Historical European Martial Arts is the study and practice of martial arts of European origin from texts written by masters from as early as 1300 through to the 1800s.
These martial arts have died out or evolved over time into very different forms, as for example, historical swordplay has evolved into modern Olympic sport fencing. Examples of HEMA/weapons practiced in Australia include:
- Arming sword
- Buckler (shield)
- Replica Flail
- Mounted combat
- Rotella (shield)
- Stick fighting
For each weapon, there will be differences in style of technique between masters of different time periods and national “schools”, such as German, Italian, French, Spanish or English.
Modern reconstructions of some of these arts began in the 1890s and have been practiced systematically since the 1990s across Europe, North America and Australia.
HEMA typically reproduces one-on-one unarmoured combat, not battlefield or melee combat. While participants wear protective equipment to modern safety standards, usually a combination of rigid and padded gear, in competitions hits are scored as if the combatants are unarmoured.

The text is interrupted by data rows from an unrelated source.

/// Write one length-prefixed (u32 big-endian) JSON frame
pub fn write_frame<W: Write, T: serde::Serialize>(writer: &mut W, message: &T) -> Result<(), TeeError> {
    let payload = serde_json::to_vec(message).map_err(|e| comms_error("encode frame", e))?;
    check_frame_len(payload.len())?;
    let len = (payload.len() as u32).to_be_bytes();
    writer
        .write_all(&len)
        .and_then(|_| writer.write_all(&payload))
        .and_then(|_| writer.flush())
        .map_err(|e| comms_error("send frame", e))
}

/// Read one length-prefixed JSON frame
pub fn read_frame<R: Read, T: serde::de::DeserializeOwned>(reader: &mut R) -> Result<T, TeeError> {
    let mut len_buf = [0u8; 4];
    reader
        .read_exact(&mut len_buf)
        .map_err(|e| comms_error("read frame length", e))?;
    let len = u32::from_be_bytes(len_buf) as usize;
    check_frame_len(len)?;

    let mut payload = vec![0u8; len];
    reader
        .read_exact(&mut payload)
        .map_err(|e| comms_error("read frame", e))?;
    serde_json::from_slice(&payload).map_err(|e| comms_error("decode frame", e))
}

/// Talks to a standalone cipher service daemon over a Unix socket
#[derive(Debug)]
pub struct SocketTransport {
    socket_path: PathBuf,
    stream: Option<UnixStream>,
}

impl SocketTransport {
    pub fn new(socket_path: impl AsRef<Path>) -> Self {
        Self {
            socket_path: socket_path.as_ref().to_path_buf(),
            stream: None,
        }
    }

    pub fn socket_path(&self) -> &Path {
        &self.socket_path
    }

    fn exchange(&mut self, request: &WireRequest) -> Result<WireResponse, TeeError> {
        let stream = self.stream.as_mut().ok_or_else(no_session)?;
        trace!(request = request.request_type(), "sending");
        write_frame(stream, request)?;
        read_frame(stream)
    }
}

fn unexpected(response: &WireResponse) -> TeeError {
    TeeError::session(
        ResultCode::COMMUNICATION,
        ErrorOrigin::Comms,
        format!("unexpected response {:?}", response),
    )
}

/// Copy returned output windows into the caller's shared buffers
fn copy_back(returned: &[WireParam], operation: &mut Operation<'_>) -> Result<(), TeeError> {
    for (slot, (wire, param)) in returned.iter().zip(operation.params.iter_mut()).enumerate() {
        match (wire, param) {
            (WireParam::Memref { data, .. }, Param::MemrefOutput(m))
            | (WireParam::Memref { data, .. }, Param::MemrefInout(m)) => {
                if data.len() > m.size() {
                    return Err(TeeError::session(
                        ResultCode::COMMUNICATION,
                        ErrorOrigin::Comms,
                        format!(
                            "slot {} returned {} bytes into a {}-byte window",
                            slot,
                            data.len(),
                            m.size()
                        ),
                    ));
                }
                let start = m.offset();
                m.buffer().write()[start..start + data.len()].copy_from_slice(data);
            }
            (WireParam::Value(v), Param::ValueOutput(out))
            | (WireParam::Value(v), Param::ValueInout(out)) => *out = *v,
            _ => {}
        }
    }
    Ok(())
}

impl TeeTransport for SocketTransport {
    fn name(&self) -> &'static str {
        "socket"
    }

    fn open_session(&mut self) -> Result<(), TeeError> {
        if self.stream.is_some() {
            return Err(session_already_open());
        }
        let stream = UnixStream::connect(&self.socket_path).map_err(|e| {
            comms_error(
                &format!("connect to {}", self.socket_path.display()),
                e,
            )
        })?;
        self.stream = Some(stream);

        match self.exchange(&WireRequest::OpenSession) {
            Ok(WireResponse::SessionOpened) => {
                debug!(socket = %self.socket_path.display(), "remote session opened");
                Ok(())
            }
            Ok(WireResponse::Failed { error }) => {
                self.stream = None;
                Err(error)
            }
            Ok(other) => {
                self.stream = None;
                Err(unexpected(&other))
            }
            Err(e) => {
                self.stream = None;
                Err(e)
            }
        }
    }

    fn invoke_command(
        &mut self,
        command_id: u32,
        operation: &mut Operation<'_>,
    ) -> Result<CommandOutput, TeeError> {
        let request = WireRequest::InvokeCommand {
            command_id,
            param_types: operation.param_types().pack(),
            params: encode_operation(operation),
        };

        match self.exchange(&request)? {
            WireResponse::Completed { output, params } => {
                copy_back(&params, operation)?;
                operation.apply_output(&output);
                Ok(output)
            }
            WireResponse::Failed { error } => Err(error),
            other => Err(unexpected(&other)),
        }
    }

    fn close_session(&mut self) -> Result<(), TeeError> {
        if self.stream.is_none() {
            return Ok(());
        }
        let result = match self.exchange(&WireRequest::CloseSession) {
            Ok(WireResponse::SessionClosed) => Ok(()),
            Ok(WireResponse::Failed { error }) => Err(error),
            Ok(other) => Err(unexpected(&other)),
            Err(e) => Err(e),
        };
        self.stream = None;
        debug!("remote session closed");
        result
    }
}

The weapons used replicate period weapons as accurately as possible, although they are blunted and have extra tip protection for safety.
HEMA is a forum for scholarship as well as practical combat, as the source texts frequently require translation and interpretation. There is a strong focus on the use of source texts to achieve historical authenticity and martial effectiveness of techniques.
As the HEMA movement continues to gather momentum internationally, source texts are becoming increasing available in accessible or translated forms, both online and as printed books, giving participants greater scope to pursue their interests.
HEMA is open to all ages and genders, and is great for fitness, making friends and having fun.